MASERU-METROPOLITAN Lesotho hosted a roundtable discussion on the implementation of the Pension Fund Act in a bid to promote public awareness about pension funds in Lesotho.
Professor Mtende Mhango, Metropolitan Research Chairman and Professor of Law at the University of Limpopo, said this was part of a series of awareness campaigns that the insurance company is holding.
Professor Mhango said in November 2019 the Pension Fund Act of Lesotho was published four months before the hard lockdown was imposed in March 2020, “which in no doubt affected the pace of implementation of this legislation”.

Professor Mhango said the purpose of the law is to protect patient beneficiaries “to ensure that when people retire, the money that they have saved is there”.
He said the Act’s purpose is also to develop the domestic capital markets by ensuring that the pension contributions that are received by the pension funds, a portion of them is invested in the source.
“This was to ensure that there is economic growth in the country using these pension funds,” he said.

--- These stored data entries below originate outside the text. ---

#[cfg(test)]
mod tests {
    use super::*;
    use crate::shared::data::db::init_test_database;
    use crate::shared::error::status_of;
    use crate::shared::esign::ESignError;
    use async_trait::async_trait;
    use axum::http::StatusCode;
    use contracts::domain::a001_contract::aggregate::{ContractDto, ContractKind};
    use contracts::domain::a002_contract_file::aggregate::ContractFileKind;
    use contracts::system::auth::UserRole;
    use std::sync::atomic::{AtomicUsize, Ordering};
    use tokio::sync::broadcast::{self, error::TryRecvError};

    const SECRET: &str = "test-secret";

    fn query_from(link: &FileLink) -> ContentQuery {
        let qs = link.url.split_once('?').unwrap().1;
        let mut disposition = None;
        let mut expires = 0;
        let mut sig = String::new();
        for pair in qs.split('&') {
            let (k, v) = pair.split_once('=').unwrap();
            match k {
                "disposition" => disposition = FileDisposition::from_str_opt(v),
                "expires" => expires = v.parse().unwrap(),
                "sig" => sig = v.to_string(),
                _ => {}
            }
        }
        ContentQuery {
            disposition: disposition.unwrap(),
            expires,
            sig,
        }
    }

    #[test]
    fn test_link_round_trip_and_expiry() {
        let now = Utc::now();
        let link = build_link(SECRET, "f-1", FileDisposition::Attachment, now);
        assert!(link.url.starts_with("/api/contract_file/f-1/content?disposition=attachment"));
        assert_eq!(link.expires_at.timestamp(), now.timestamp() + LINK_LIFETIME_SECONDS);

        let query = query_from(&link);
        assert!(verify_link(SECRET, "f-1", &query, now).is_ok());
        assert_eq!(
            verify_link(SECRET, "f-1", &query, now + Duration::seconds(LINK_LIFETIME_SECONDS + 1)),
            Err(DomainError::InvalidLink)
        );
    }

    #[test]
    fn test_link_is_bound_to_file_and_disposition() {
        let now = Utc::now();
        let mut query = query_from(&build_link(SECRET, "f-1", FileDisposition::Inline, now));
        assert!(verify_link(SECRET, "f-2", &query, now).is_err());
        assert!(verify_link("other-secret", "f-1", &query, now).is_err());
        query.disposition = FileDisposition::Attachment;
        assert!(verify_link(SECRET, "f-1", &query, now).is_err());
    }

    fn remote(id: &str, name: &str) -> RemoteFile {
        RemoteFile {
            external_file_id: id.into(),
            name: name.into(),
            kind: ContractFileKind::Pdf,
        }
    }

    #[test]
    fn test_plan_sync_drops_duplicates_and_known_files() {
        let now = Utc::now();
        let (existing, _) = plan_sync("c-1", vec![remote("x0", "old.pdf")], &[], now);
        let (fresh, duplicates) = plan_sync(
            "c-1",
            vec![
                remote("x1", "first.pdf"),
                remote("x0", "old.pdf"),
                remote("x1", "second.pdf"),
                remote("x2", "scan.pdf"),
            ],
            &existing,
            now,
        );
        let names: Vec<&str> = fresh.iter().map(|f| f.name.as_str()).collect();
        assert_eq!(names, vec!["first.pdf", "scan.pdf"]);
        assert_eq!(duplicates, 1);
        assert!(fresh.iter().all(|f| f.download_status == DownloadStatus::Pending));
    }

    #[test]
    fn test_content_type() {
        assert_eq!(content_type_for("Contract.PDF"), "application/pdf");
        assert_eq!(content_type_for("noext"), "application/octet-stream");
    }

    // ------------------------------------------------------------------
    // Сценарии с БД
    // ------------------------------------------------------------------

    struct FakeESign {
        files: Vec<RemoteFile>,
        content: Option<Vec<u8>>,
        fetches: AtomicUsize,
    }

    impl FakeESign {
        fn new(files: Vec<RemoteFile>, content: Option<&[u8]>) -> Self {
            Self {
                files,
                content: content.map(|c| c.to_vec()),
                fetches: AtomicUsize::new(0),
            }
        }
    }

    #[async_trait]
    impl ESignClient for FakeESign {
        async fn list_files(&self, _document_id: &str) -> Result<Vec<RemoteFile>, ESignError> {
            Ok(self.files.clone())
        }

        async fn fetch_content(&self, _external_file_id: &str) -> Result<Vec<u8>, ESignError> {
            self.fetches.fetch_add(1, Ordering::SeqCst);
            self.content.clone().ok_or(ESignError::Http(500))
        }
    }

    fn admin() -> TokenClaims {
        TokenClaims {
            sub: "u-admin".into(),
            username: "admin".into(),
            role: UserRole::Admin,
            technician_ref: None,
            customer_ref: None,
            exp: 0,
            iat: 0,
        }
    }

    async fn contract_with_document(document: &str) -> Contract {
        init_test_database().await.unwrap();
        let dto = ContractDto {
            id: None,
            code: None,
            description: "Договор на дезинсекцию".into(),
            comment: None,
            kind: ContractKind::Contract,
            total_value: 12000.0,
            customer_ref: Uuid::new_v4().to_string(),
            external_ref: Some(document.into()),
            valid_until: None,
        };
        let contract = Contract::new_for_insert(&dto, format!("C-{}", Uuid::new_v4()));
        a001_contract::repository::insert(&contract).await.unwrap();
        contract
    }

    async fn pending_file(contract: &Contract, external: &str) -> ContractFile {
        let (mut files, _) = plan_sync(
            &contract.to_string_id(),
            vec![remote(external, "contract.pdf")],
            &[],
            Utc::now(),
        );
        let file = files.remove(0);
        assert!(repository::insert_if_absent(&file).await.unwrap());
        file
    }

    async fn stored(file_id: &str) -> repository::Model {
        repository::get_model(file_id).await.unwrap().unwrap()
    }

    fn temp_storage() -> FileStorage {
        FileStorage::new(std::env::temp_dir().join(format!("pestdesk-files-{}", Uuid::new_v4())))
    }

    fn link_query(file_id: &str, disposition: FileDisposition) -> ContentQuery {
        query_from(&build_link(SECRET, file_id, disposition, Utc::now()))
    }

    /// События одного договора, накопленные в канале
    fn drain(rx: &mut broadcast::Receiver<ContractFileEvent>, contract_id: &str) -> Vec<ContractFileEvent> {
        let mut out = Vec::new();
        loop {
            match rx.try_recv() {
                Ok(event) if event.contract_id() == contract_id => out.push(event),
                Ok(_) | Err(TryRecvError::Lagged(_)) => continue,
                Err(_) => break,
            }
        }
        out
    }

    #[tokio::test]
    async fn test_sync_inserts_only_unknown_files() {
        let contract = contract_with_document("doc-sync").await;
        let contract_id = contract.to_string_id();
        let mut rx = events::hub().subscribe();
        let client = FakeESign::new(
            vec![
                remote("x1", "first.pdf"),
                remote("x1", "again.pdf"),
                remote("x2", "scan.pdf"),
            ],
            None,
        );

        let result = sync_with(&client, contract.base.id.value(), &admin()).await.unwrap();
        assert_eq!((result.fetched, result.inserted, result.duplicates), (3, 2, 1));
        let again = sync_with(&client, contract.base.id.value(), &admin()).await.unwrap();
        assert_eq!(again.inserted, 0);

        let files = repository::list_by_contract(&contract_id).await.unwrap();
        let mut names: Vec<&str> = files.iter().map(|f| f.name.as_str()).collect();
        names.sort();
        assert_eq!(names, vec!["first.pdf", "scan.pdf"]);

        let mut added: Vec<String> = drain(&mut rx, &contract_id)
            .into_iter()
            .filter_map(|e| match e {
                ContractFileEvent::Added { file_id, .. } => Some(file_id),
                _ => None,
            })
            .collect();
        let mut ids: Vec<String> = files.into_iter().map(|f| f.id).collect();
        added.sort();
        ids.sort();
        assert_eq!(added, ids);
    }

    #[tokio::test]
    async fn test_contract_and_external_id_are_unique() {
        let contract = contract_with_document("doc-unique").await;
        let first = pending_file(&contract, "x1").await;

        let mut twin = first.clone();
        twin.id = Uuid::new_v4().to_string();
        twin.name = "twin.pdf".into();
        assert!(!repository::insert_if_absent(&twin).await.unwrap());

        let other = contract_with_document("doc-other").await;
        twin.contract_id = other.to_string_id();
        assert!(repository::insert_if_absent(&twin).await.unwrap());

        let files = repository::list_by_contract(&contract.to_string_id()).await.unwrap();
        assert_eq!(files.len(), 1);
        assert_eq!(files[0].id, first.id);
    }

    #[tokio::test]
    async fn test_attachment_mirrors_once_and_completes() {
        let contract = contract_with_document("doc-attach").await;
        let file = pending_file(&contract, "x1").await;
        let client = FakeESign::new(vec![], Some(b"%PDF-1.7"));
        let storage = temp_storage();
        let query = link_query(&file.id, FileDisposition::Attachment);

        let (served, bytes) = serve_with(&client, &storage, SECRET, &file.id, &query, Utc::now())
            .await
            .unwrap();
        assert_eq!(bytes, b"%PDF-1.7".to_vec());
        assert_eq!(served.download_status, DownloadStatus::Completed);
        assert!(served.downloaded_at.is_some());
        assert_eq!(served.size, 8);

        let model = stored(&file.id).await;
        assert_eq!(model.download_status, "completed");
        assert!(model.downloaded_at.is_some());
        assert!(model.local_path.is_some());

        // повторная выдача читает локальную копию
        serve_with(&client, &storage, SECRET, &file.id, &query, Utc::now())
            .await
            .unwrap();
        assert_eq!(client.fetches.load(Ordering::SeqCst), 1);
        let _ = std::fs::remove_dir_all(storage.root());
    }

    #[tokio::test]
    async fn test_inline_keeps_previous_status() {
        let contract = contract_with_document("doc-inline").await;
        let file = pending_file(&contract, "x1").await;
        repository::set_status(&file.id, DownloadStatus::Failed, None)
            .await
            .unwrap();
        let client = FakeESign::new(vec![], Some(b"scan"));
        let storage = temp_storage();
        let query = link_query(&file.id, FileDisposition::Inline);

        let (served, _) = serve_with(&client, &storage, SECRET, &file.id, &query, Utc::now())
            .await
            .unwrap();
        assert_eq!(served.download_status, DownloadStatus::Failed);

        let model = stored(&file.id).await;
        assert_eq!(model.download_status, "failed");
        assert!(model.downloaded_at.is_none());
        assert!(model.local_path.is_some());
        let _ = std::fs::remove_dir_all(storage.root());
    }

    #[tokio::test]
    async fn test_provider_failure_on_inline_keeps_status() {
        let contract = contract_with_document("doc-inline-fail").await;
        let file = pending_file(&contract, "x1").await;
        let client = FakeESign::new(vec![], None);
        let query = link_query(&file.id, FileDisposition::Inline);

        let err = serve_with(&client, &temp_storage(), SECRET, &file.id, &query, Utc::now())
            .await
            .unwrap_err();
        assert_eq!(status_of(&err), StatusCode::BAD_GATEWAY);
        assert_eq!(stored(&file.id).await.download_status, "pending");
    }

    #[tokio::test]
    async fn test_provider_failure_on_attachment_marks_failed() {
        let contract = contract_with_document("doc-attach-fail").await;
        let file = pending_file(&contract, "x1").await;
        let client = FakeESign::new(vec![], None);
        let query = link_query(&file.id, FileDisposition::Attachment);

        let err = serve_with(&client, &temp_storage(), SECRET, &file.id, &query, Utc::now())
            .await
            .unwrap_err();
        assert_eq!(status_of(&err), StatusCode::BAD_GATEWAY);
        assert_eq!(stored(&file.id).await.download_status, "failed");
    }

    #[tokio::test]
    async fn test_link_check_does_not_touch_status() {
        let contract = contract_with_document("doc-head").await;
        let file = pending_file(&contract, "x1").await;
        let mut query = link_query(&file.id, FileDisposition::Attachment);

        let checked = check_with(SECRET, &file.id, &query, Utc::now()).await.unwrap();
        assert_eq!(checked.download_status, DownloadStatus::Pending);
        assert_eq!(stored(&file.id).await.download_status, "pending");

        query.sig = "0".repeat(64);
        let err = check_with(SECRET, &file.id, &query, Utc::now()).await.unwrap_err();
        assert_eq!(status_of(&err), StatusCode::FORBIDDEN);
    }

    #[tokio::test]
    async fn test_confirm_download_is_idempotent() {
        let contract = contract_with_document("doc-confirm").await;
        let contract_id = contract.to_string_id();
        let file = pending_file(&contract, "x1").await;
        let mut rx = events::hub().subscribe();

        let first = confirm_download(&file.id, &admin()).await.unwrap();
        assert_eq!(first.download_status, DownloadStatus::Completed);
        let second = confirm_download(&file.id, &admin()).await.unwrap();
        assert_eq!(second.download_status, DownloadStatus::Completed);
        assert_eq!(
            first.downloaded_at.map(|d| d.timestamp_millis()),
            second.downloaded_at.map(|d| d.timestamp_millis())
        );

        let changes = drain(&mut rx, &contract_id)
            .into_iter()
            .filter(|e| matches!(e, ContractFileEvent::StatusChanged { .. }))
            .count();
        assert_eq!(changes, 1);
    }
}
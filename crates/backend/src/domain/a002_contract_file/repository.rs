use chrono::{DateTime, Utc};
use contracts::domain::a002_contract_file::aggregate::{
    ContractFile, ContractFileKind, DownloadStatus,
};
use sea_orm::entity::prelude::*;
use sea_orm::{ColumnTrait, ConnectionTrait, DatabaseBackend, EntityTrait, QueryFilter, QueryOrder, Set, Statement};
use serde::{Deserialize, Serialize};

use crate::shared::data::db::get_connection;

#[derive(Clone, Debug, PartialEq, Eq, DeriveEntityModel, Serialize, Deserialize)]
#[sea_orm(table_name = "a002_contract_file")]
pub struct Model {
    #[sea_orm(primary_key, auto_increment = false)]
    pub id: String,
    pub contract_id: String,
    pub external_file_id: String,
    pub name: String,
    pub kind: String,
    pub download_status: String,
    pub size: i64,
    /// Путь относительно каталога хранилища (None, пока файл не зеркалирован)
    pub local_path: Option<String>,
    pub downloaded_at: Option<DateTime<Utc>>,
    pub created_at: DateTime<Utc>,
}

#[derive(Copy, Clone, Debug, EnumIter, DeriveRelation)]
pub enum Relation {}

impl ActiveModelBehavior for ActiveModel {}

impl From<Model> for ContractFile {
    fn from(m: Model) -> Self {
        ContractFile {
            id: m.id,
            contract_id: m.contract_id,
            external_file_id: m.external_file_id,
            name: m.name,
            kind: ContractFileKind::from_str_opt(&m.kind).unwrap_or(ContractFileKind::Attachment),
            download_status: DownloadStatus::from_str_opt(&m.download_status)
                .unwrap_or(DownloadStatus::Pending),
            size: m.size,
            downloaded_at: m.downloaded_at,
            created_at: m.created_at,
        }
    }
}

fn conn() -> &'static DatabaseConnection {
    get_connection()
}

/// Файлы договора в порядке добавления
pub async fn list_by_contract(contract_id: &str) -> anyhow::Result<Vec<ContractFile>> {
    let items = Entity::find()
        .filter(Column::ContractId.eq(contract_id))
        .order_by_asc(Column::CreatedAt)
        .order_by_asc(Column::Id)
        .all(conn())
        .await?
        .into_iter()
        .map(Into::into)
        .collect();
    Ok(items)
}

pub async fn get_model(id: &str) -> anyhow::Result<Option<Model>> {
    Ok(Entity::find_by_id(id.to_string()).one(conn()).await?)
}

/// Вставить файл, если пары (договор, внешний id) ещё нет.
/// Возвращает true, если строка добавлена.
pub async fn insert_if_absent(file: &ContractFile) -> anyhow::Result<bool> {
    let result = conn()
        .execute(Statement::from_sql_and_values(
            DatabaseBackend::Sqlite,
            r#"INSERT OR IGNORE INTO a002_contract_file
                (id, contract_id, external_file_id, name, kind, download_status, size, created_at)
               VALUES (?, ?, ?, ?, ?, ?, ?, ?)"#,
            [
                file.id.clone().into(),
                file.contract_id.clone().into(),
                file.external_file_id.clone().into(),
                file.name.clone().into(),
                file.kind.as_str().into(),
                file.download_status.as_str().into(),
                file.size.into(),
                file.created_at.into(),
            ],
        ))
        .await?;
    Ok(result.rows_affected() > 0)
}

/// Сменить статус загрузки
pub async fn set_status(
    id: &str,
    status: DownloadStatus,
    downloaded_at: Option<DateTime<Utc>>,
) -> anyhow::Result<()> {
    let active = ActiveModel {
        id: Set(id.to_string()),
        download_status: Set(status.as_str().to_string()),
        downloaded_at: Set(downloaded_at),
        ..Default::default()
    };
    active.update(conn()).await?;
    Ok(())
}

/// Зафиксировать зеркалированную копию файла
pub async fn set_mirrored(id: &str, local_path: &str, size: i64) -> anyhow::Result<()> {
    let active = ActiveModel {
        id: Set(id.to_string()),
        local_path: Set(Some(local_path.to_string())),
        size: Set(size),
        ..Default::default()
    };
    active.update(conn()).await?;
    Ok(())
}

However, he said in order to achieve these goals, it takes time and it involves a lot of complex challenges.
This includes how pension funds ought to be governed, invested, and how the benefits must be administered.

Although new licences have been issued by the Central Bank of Lesotho, he said some organisations are still in a transitional stage.
However, there have also been some areas where progress has been made in terms of actual implementation.

The Principal Officer of Nedbank Lesotho Pension Fund, Mojabeng Matsau, said “this is to ensure that funds are not repatriated to other countries for purposes of investment, but also to ensure that we invest such monies in our countries”.

However, she said “we still don’t have enough at this moment in our country where we can invest investors’ funds”.
The Business Development Manager of Metropolitan Lesotho Tšepo Mokaki said before they can have their own opinions on the Pension Fund Act, “most variations in the management of pension funds were designed to serve only the employers’ members and were not accommodated in that space”.

He said they then designed the service model and put in place proper governance structures to accommodate the members and also to comply with the Pension Fund Act.
Mokaki said one of the biggest opportunities that they foresee for the advent of pension fund management is the requirement to invest two percent of the pension funds’ assets.
“This is the biggest opportunity for the super economy,” he said.

He said there is also an opportunity to invest pension contributions in local companies that need capital to grow and in the process spur growth.
He further said it creates job opportunities.

Mokaki said this is going to create a huge opportunity for the pension funds industry to educate members on the administration and management of retirement funds.